In 1923, three brothers named Herman, Hillel and Henry Hassenfeld founded Hassenfeld Brothers, a company selling textile remnants. Since then they have seen highs and lows from G.I Joe to a disaster of law suits with lawn darts. Today Hasbro is the third largest toy maker in the world with revenues of approximately $4.45 billion.

A Reader Asks
A reader said a company was pitching her that now was the perfect time to own gold. Really? Gold Now? In a super bull market you want to invest in the currency of last resort? Gold is at a nine month low according to MarketWatch. But just look at the chart it says it all. What about this Gold chart below makes it more exciting than the charts (above) for owning Charles Schwab or Foot Locker? 

What I Think

I think this is one of the most remarkable bull runs in history. On the other hand that OBV line refuse to follow the market, often a sign of coming trouble. But OBV is like a weather chart, and it is not 100% perfect. VIX CCI is also near the edge of its range, a return to fear could be here.

So the questions on your mind are the same as mine . . .
  • Is it too late to get in? Who knows?
  • Will it pull back? It should, but then again it should have by now too.
  • The Fed Meets in about 2 weeks and probably will raise interest rates, won't the market sell off before then? Yeah that sounds plausible, but on the other hand where are all those t-bill dollars going to flee to, probably equities. So meah -- who knows? 
  • Is it going to continue? A trend in motion is your friend.
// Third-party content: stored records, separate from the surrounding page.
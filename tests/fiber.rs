use std::sync::atomic::{AtomicU64, Ordering};
use std::sync::{Arc, Mutex};

use pretty_assertions::assert_eq;

use filament::fiber::{Fiber, State};
use filament::thread::Thread;

type Events = Arc<Mutex<Vec<String>>>;

fn record(events: &Events, event: &str) {
    events.lock().unwrap().push(event.to_string());
}

// Drives one fiber by hand on the calling thread and returns the observed
// interleaving.
fn drive_one_fiber() -> Vec<String> {
    let events: Events = Arc::new(Mutex::new(Vec::new()));

    let fiber_events = events.clone();
    let fiber = Fiber::new(move || {
        record(&fiber_events, "fiber:begin");
        Fiber::yield_hold();
        record(&fiber_events, "fiber:mid");
        Fiber::yield_hold();
        record(&fiber_events, "fiber:end");
    });

    assert_eq!(fiber.state(), State::Init);
    record(&events, "main:created");

    fiber.swap_in();
    assert_eq!(fiber.state(), State::Hold);
    record(&events, "main:first-return");

    fiber.swap_in();
    assert_eq!(fiber.state(), State::Hold);
    record(&events, "main:second-return");

    fiber.swap_in();
    assert_eq!(fiber.state(), State::Term);
    record(&events, "main:done");

    let events = events.lock().unwrap().clone();
    events
}

#[test]
fn lifecycle_on_one_thread() {
    let events = drive_one_fiber();
    assert_eq!(
        events,
        vec![
            "main:created",
            "fiber:begin",
            "main:first-return",
            "fiber:mid",
            "main:second-return",
            "fiber:end",
            "main:done",
        ]
    );
}

#[test]
fn every_thread_gets_its_own_fiber_stack() {
    let results = Arc::new(Mutex::new(Vec::new()));
    let mut threads = Vec::new();
    for i in 0..3 {
        let results = results.clone();
        let thread = Thread::new(
            move || {
                let events = drive_one_fiber();
                results.lock().unwrap().push(events);
            },
            &format!("fiber_host_{}", i),
        )
        .unwrap();
        threads.push(thread);
    }
    for thread in &mut threads {
        thread.join();
    }

    let results = results.lock().unwrap();
    assert_eq!(results.len(), 3);
    for events in results.iter() {
        assert_eq!(events.len(), 7);
        assert_eq!(events[1], "fiber:begin");
        assert_eq!(events[5], "fiber:end");
    }
}

#[test]
fn yield_ready_marks_the_fiber_runnable() {
    let passes = Arc::new(AtomicU64::new(0));
    let fiber_passes = passes.clone();
    let fiber = Fiber::new(move || {
        fiber_passes.fetch_add(1, Ordering::SeqCst);
        Fiber::yield_ready();
        fiber_passes.fetch_add(1, Ordering::SeqCst);
    });

    fiber.swap_in();
    assert_eq!(fiber.state(), State::Ready);
    assert_eq!(passes.load(Ordering::SeqCst), 1);

    fiber.swap_in();
    assert_eq!(fiber.state(), State::Term);
    assert_eq!(passes.load(Ordering::SeqCst), 2);
}

#[test]
fn fiber_ids_are_unique_and_increasing() {
    let a = Fiber::new(|| {});
    let b = Fiber::new(|| {});
    assert!(a.id() > 0);
    assert!(b.id() > a.id());

    // concurrent construction never reuses an id
    let ids = Arc::new(Mutex::new(Vec::new()));
    let mut threads = Vec::new();
    for _ in 0..2 {
        let ids = ids.clone();
        threads.push(std::thread::spawn(move || {
            let mut local = Vec::new();
            for _ in 0..100 {
                local.push(Fiber::new(|| {}).id());
            }
            ids.lock().unwrap().extend(local);
        }));
    }
    for thread in threads {
        thread.join().unwrap();
    }

    let mut ids = ids.lock().unwrap().clone();
    ids.sort_unstable();
    let before = ids.len();
    ids.dedup();
    assert_eq!(ids.len(), before);
}

#[test]
fn panic_is_captured_as_except() {
    let fiber = Fiber::new(|| panic!("deliberate fiber failure"));
    fiber.swap_in();
    assert_eq!(fiber.state(), State::Except);

    // an Except fiber can be re-armed like a Term one
    let recovered = Arc::new(AtomicU64::new(0));
    let fiber_recovered = recovered.clone();
    fiber.reset(move || {
        fiber_recovered.fetch_add(1, Ordering::SeqCst);
    });
    assert_eq!(fiber.state(), State::Init);
    fiber.swap_in();
    assert_eq!(fiber.state(), State::Term);
    assert_eq!(recovered.load(Ordering::SeqCst), 1);
}

#[test]
fn current_reports_the_running_fiber() {
    assert_eq!(filament::fiber::id(), 0);

    let observed = Arc::new(AtomicU64::new(u64::MAX));
    let fiber_observed = observed.clone();
    let fiber = Fiber::new(move || {
        fiber_observed.store(filament::fiber::id(), Ordering::SeqCst);
    });
    fiber.swap_in();

    assert_eq!(observed.load(Ordering::SeqCst), fiber.id());
    // back on the bootstrap fiber
    assert_eq!(filament::fiber::id(), 0);
    assert_eq!(Fiber::current().id(), 0);
}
So long term probably. 
  • Should I fear the High Valuations and low volume in the market? Well they should be on your mind, but remember the "Market can remain irrational longer then you can remain solvent" so don't go betting against a bull market. 
Bottom line: I am long, I have locked in some profits with stops loss orders, but I plan to be "long, until I am wrong".